**The problem**
Without changing anything, set down every line shown below.

§

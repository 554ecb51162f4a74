//! Interactive commands read from stdin during `play`.

/// Seconds moved by the forward/back commands.
pub const SKIP_SECS: i64 = 30;

#[derive(Clone, Copy, Debug, PartialEq, Eq)]
pub enum ControlCommand {
    TogglePause,
    Resume,
    Stop,
    Skip(i64),
    Seek(u64),
    /// 0-based chapter index.
    Chapter(usize),
    ListChapters,
    Status,
    Help,
    Quit,
}

pub const HELP: &str = "\
commands:
  p            pause/resume
  r            resume
  s            stop
  f / b        skip forward / back 30s
  seek <t>     jump to time (SS, MM:SS or HH:MM:SS)
  c <n>        play chapter n
  l            list chapters
  i            status as JSON
  h            this help
  q            quit";

/// Parse one input line. Blank lines yield `Ok(None)`.
pub fn parse_command(line: &str) -> Result<Option<ControlCommand>, String> {
    let mut parts = line.split_whitespace();
    let Some(head) = parts.next() else {
        return Ok(None);
    };
    let arg = parts.next();
    if parts.next().is_some() {
        return Err(format!("too many arguments: {}", line.trim()));
    }

    let cmd = match (head.to_ascii_lowercase().as_str(), arg) {
        ("p" | "pause", None) => ControlCommand::TogglePause,
        ("r" | "resume", None) => ControlCommand::Resume,
        ("s" | "stop", None) => ControlCommand::Stop,
        ("f" | "fwd", None) => ControlCommand::Skip(SKIP_SECS),
        ("b" | "back", None) => ControlCommand::Skip(-SKIP_SECS),
        ("seek", Some(t)) => ControlCommand::Seek(
            audiobook_types::parse_hms(t).ok_or_else(|| format!("invalid time: {t}"))?,
        ),
        ("c" | "chapter", Some(n)) => match n.parse::<usize>() {
            Ok(n) if n >= 1 => ControlCommand::Chapter(n - 1),
            _ => return Err(format!("invalid chapter number: {n}")),
        },
        ("l" | "list", None) => ControlCommand::ListChapters,
        ("i" | "info", None) => ControlCommand::Status,
        ("h" | "help" | "?", None) => ControlCommand::Help,
        ("q" | "quit" | "exit", None) => ControlCommand::Quit,
        ("seek" | "c" | "chapter", None) => return Err(format!("{head} needs an argument")),
        _ => return Err(format!("unknown command: {}", line.trim())),
    };
    Ok(Some(cmd))
}
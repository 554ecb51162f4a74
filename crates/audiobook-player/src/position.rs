use std::time::Duration;

/// Pairs a clock reading with the logical track position at that reading.
#[derive(Clone, Copy, Debug, PartialEq, Eq)]
pub struct PositionAnchor {
    pub instant: Duration,
    pub position: Duration,
}

impl PositionAnchor {
    pub fn new(instant: Duration, position: Duration) -> Self {
        Self { instant, position }
    }

    /// Position at clock reading `now`. Readings before the anchor clamp to it.
    pub fn position_at(&self, now: Duration) -> Duration {
        self.position + now.saturating_sub(self.instant)
    }
}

§

**Task result**
repository 554ecb51162f4a74
//! Interactive commands read from stdin during `play`.

/// Seconds moved by the forward/back commands.
pub const SKIP_SECS: i64 = 30;

#[derive(Clone, Copy, Debug, PartialEq, Eq)]
pub enum ControlCommand {
    TogglePause,
    Resume,
    Stop,
    Skip(i64),
    Seek(u64),
    /// 0-based chapter index.
    Chapter(usize),
    ListChapters,
    Status,
    Help,
    Quit,
}

pub const HELP: &str = "\
commands:
  p            pause/resume
  r            resume
  s            stop
  f / b        skip forward / back 30s
  seek <t>     jump to time (SS, MM:SS or HH:MM:SS)
  c <n>        play chapter n
  l            list chapters
  i            status as JSON
  h            this help
  q            quit";

/// Parse one input line. Blank lines yield `Ok(None)`.
pub fn parse_command(line: &str) -> Result<Option<ControlCommand>, String> {
    let mut parts = line.split_whitespace();
    let Some(head) = parts.next() else {
        return Ok(None);
    };
    let arg = parts.next();
    if parts.next().is_some() {
        return Err(format!("too many arguments: {}", line.trim()));
    }

    let cmd = match (head.to_ascii_lowercase().as_str(), arg) {
        ("p" | "pause", None) => ControlCommand::TogglePause,
        ("r" | "resume", None) => ControlCommand::Resume,
        ("s" | "stop", None) => ControlCommand::Stop,
        ("f" | "fwd", None) => ControlCommand::Skip(SKIP_SECS),
        ("b" | "back", None) => ControlCommand::Skip(-SKIP_SECS),
        ("seek", Some(t)) => ControlCommand::Seek(
            audiobook_types::parse_hms(t).ok_or_else(|| format!("invalid time: {t}"))?,
        ),
        ("c" | "chapter", Some(n)) => match n.parse::<usize>() {
            Ok(n) if n >= 1 => ControlCommand::Chapter(n - 1),
            _ => return Err(format!("invalid chapter number: {n}")),
        },
        ("l" | "list", None) => ControlCommand::ListChapters,
        ("i" | "info", None) => ControlCommand::Status,
        ("h" | "help" | "?", None) => ControlCommand::Help,
        ("q" | "quit" | "exit", None) => ControlCommand::Quit,
        ("seek" | "c" | "chapter", None) => return Err(format!("{head} needs an argument")),
        _ => return Err(format!("unknown command: {}", line.trim())),
    };
    Ok(Some(cmd))
}
repository 554ecb51162f4a74
filename crates/audiobook-player/src/position.rs
use std::time::Duration;

/// Pairs a clock reading with the logical track position at that reading.
#[derive(Clone, Copy, Debug, PartialEq, Eq)]
pub struct PositionAnchor {
    pub instant: Duration,
    pub position: Duration,
}

impl PositionAnchor {
    pub fn new(instant: Duration, position: Duration) -> Self {
        Self { instant, position }
    }

    /// Position at clock reading `now`. Readings before the anchor clamp to it.
    pub fn position_at(&self, now: Duration) -> Duration {
        self.position + now.saturating_sub(self.instant)
    }
}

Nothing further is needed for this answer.